**Work required:**
In the data that follows, how many lines include the string "CoreError"? Answer with the number alone.

────────────────────

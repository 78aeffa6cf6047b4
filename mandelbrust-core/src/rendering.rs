use crate::error::CoreError;
use crate::float::Float;
use crate::gradient::{Color, Gradient};

#[derive(Debug, Clone, Copy, PartialEq, Eq)]
pub enum CountingFunction {
    Discrete,
    Continuous,
    Smooth,
}

#[derive(Debug, Clone, Copy, PartialEq, Eq)]
pub enum ColoringMethod {
    IterationCount,
    Average,
}

#[derive(Debug, Clone, Copy, PartialEq, Eq)]
pub enum AddendFunction {
    TriangleInequality,
    Curvature,
    Stripe,
}

impl AddendFunction {
    /// Number of running sums this interpolation method needs.
    #[inline]
    pub fn sum_count(interpolation: InterpolationMethod) -> usize {
        match interpolation {
            InterpolationMethod::None => 1,
            InterpolationMethod::Linear => 2,
            InterpolationMethod::Spline => 4,
        }
    }
}

#[derive(Debug, Clone, Copy, PartialEq, Eq)]
pub enum InterpolationMethod {
    None,
    Linear,
    Spline,
}

#[derive(Debug, Clone, Copy, PartialEq, Eq)]
pub enum TransferFunction {
    Log,
    CubeRoot,
    SquareRoot,
    Identity,
    Square,
    Cube,
    Exp,
}

impl TransferFunction {
    #[inline]
    pub fn apply(self, x: Float) -> Float {
        match self {
            Self::Log => x.ln_1p(),
            Self::CubeRoot => x.cbrt(),
            Self::SquareRoot => x.max(0.0).sqrt(),
            Self::Identity => x,
            Self::Square => x * x,
            Self::Cube => x * x * x,
            Self::Exp => x.exp(),
        }
    }
}

/// Parameters controlling how iteration data becomes colour.
///
/// Built once per render and immutable thereafter. `stripe_density` is
/// only meaningful when `addend_fn == Stripe`; `addend_fn` and
/// `interpolation_method` are only meaningful when
/// `coloring_method == Average` (and are simply ignored, not rejected,
/// otherwise).
#[derive(Debug, Clone)]
pub struct RenderingParams {
    pub bytes_per_component: u8,
    pub space_color: Color,
    pub counting_fn: CountingFunction,
    pub coloring_method: ColoringMethod,
    pub addend_fn: AddendFunction,
    pub stripe_density: Float,
    pub interpolation_method: InterpolationMethod,
    pub transfer_fn: TransferFunction,
    pub multiplier: Float,
    pub offset: Float,
    pub gradient: Gradient,
}

impl RenderingParams {
    #[allow(clippy::too_many_arguments)]
    pub fn new(
        bytes_per_component: u8,
        space_color: Color,
        counting_fn: CountingFunction,
        coloring_method: ColoringMethod,
        addend_fn: AddendFunction,
        stripe_density: Float,
        interpolation_method: InterpolationMethod,
        transfer_fn: TransferFunction,
        multiplier: Float,
        offset: Float,
        gradient: Gradient,
    ) -> Result<Self, CoreError> {
        if bytes_per_component != 1 && bytes_per_component != 2 {
            return Err(CoreError::InvalidConfiguration(format!(
                "bytesPerComponent must be 1 or 2, got {bytes_per_component}"
            )));
        }
        if addend_fn == AddendFunction::Stripe && stripe_density <= 0.0 {
            return Err(CoreError::InvalidConfiguration(
                "stripeDensity must be > 0 when addendFn = Stripe".into(),
            ));
        }
        Ok(Self {
            bytes_per_component,
            space_color,
            counting_fn,
            coloring_method,
            addend_fn,
            stripe_density,
            interpolation_method,
            transfer_fn,
            multiplier,
            offset,
            gradient,
        })
    }
}

#[cfg(test)]
mod tests {
    use super::*;

    fn gradient() -> Gradient {
        Gradient::new(&[Color::BLACK, Color::WHITE], 16).unwrap()
    }

    #[test]
    fn rejects_bad_byte_depth() {
        let err = RenderingParams::new(
            3,
            Color::BLACK,
            CountingFunction::Discrete,
            ColoringMethod::IterationCount,
            AddendFunction::TriangleInequality,
            0.0,
            InterpolationMethod::None,
            TransferFunction::Identity,
            1.0,
            0.0,
            gradient(),
        );
        assert!(err.is_err());
    }

    #[test]
    fn stripe_requires_positive_density() {
        let err = RenderingParams::new(
            1,
            Color::BLACK,
            CountingFunction::Discrete,
            ColoringMethod::Average,
            AddendFunction::Stripe,
            0.0,
            InterpolationMethod::None,
            TransferFunction::Identity,
            1.0,
            0.0,
            gradient(),
        );
        assert!(err.is_err());
    }

    #[test]
    fn transfer_functions_apply() {
        assert_eq!(TransferFunction::Identity.apply(3.0), 3.0);
        assert_eq!(TransferFunction::Square.apply(3.0), 9.0);
        assert_eq!(TransferFunction::Cube.apply(2.0), 8.0);
        assert!((TransferFunction::SquareRoot.apply(4.0) - 2.0).abs() < 1e-9);
    }

    #[test]
    fn sum_count_matches_interpolation() {
        assert_eq!(AddendFunction::sum_count(InterpolationMethod::None), 1);
        assert_eq!(AddendFunction::sum_count(InterpolationMethod::Linear), 2);
        assert_eq!(AddendFunction::sum_count(InterpolationMethod::Spline), 4);
    }
}
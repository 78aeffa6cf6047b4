use thiserror::Error;

/// Errors originating from the rendering pipeline.
#[derive(Debug, Error)]
pub enum RenderError {
    #[error("invalid quad interpolation side: {0} (must be > 0)")]
    InvalidQuadSide(u32),

    #[error("invalid dissimilarity threshold: {0} (must be >= 0.0)")]
    InvalidThreshold(f64),

    #[error("invalid image dimensions: {width}×{height}")]
    InvalidDimensions { width: u32, height: u32 },

    #[error("invalid AA supersampling grid side: {0} (must be > 0)")]
    InvalidAaGrid(u32),

    #[error("render cancelled")]
    Cancelled,

    #[error(transparent)]
    Core(#[from] mandelbrust_core::CoreError),
}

────────────────────

**The answer:**
5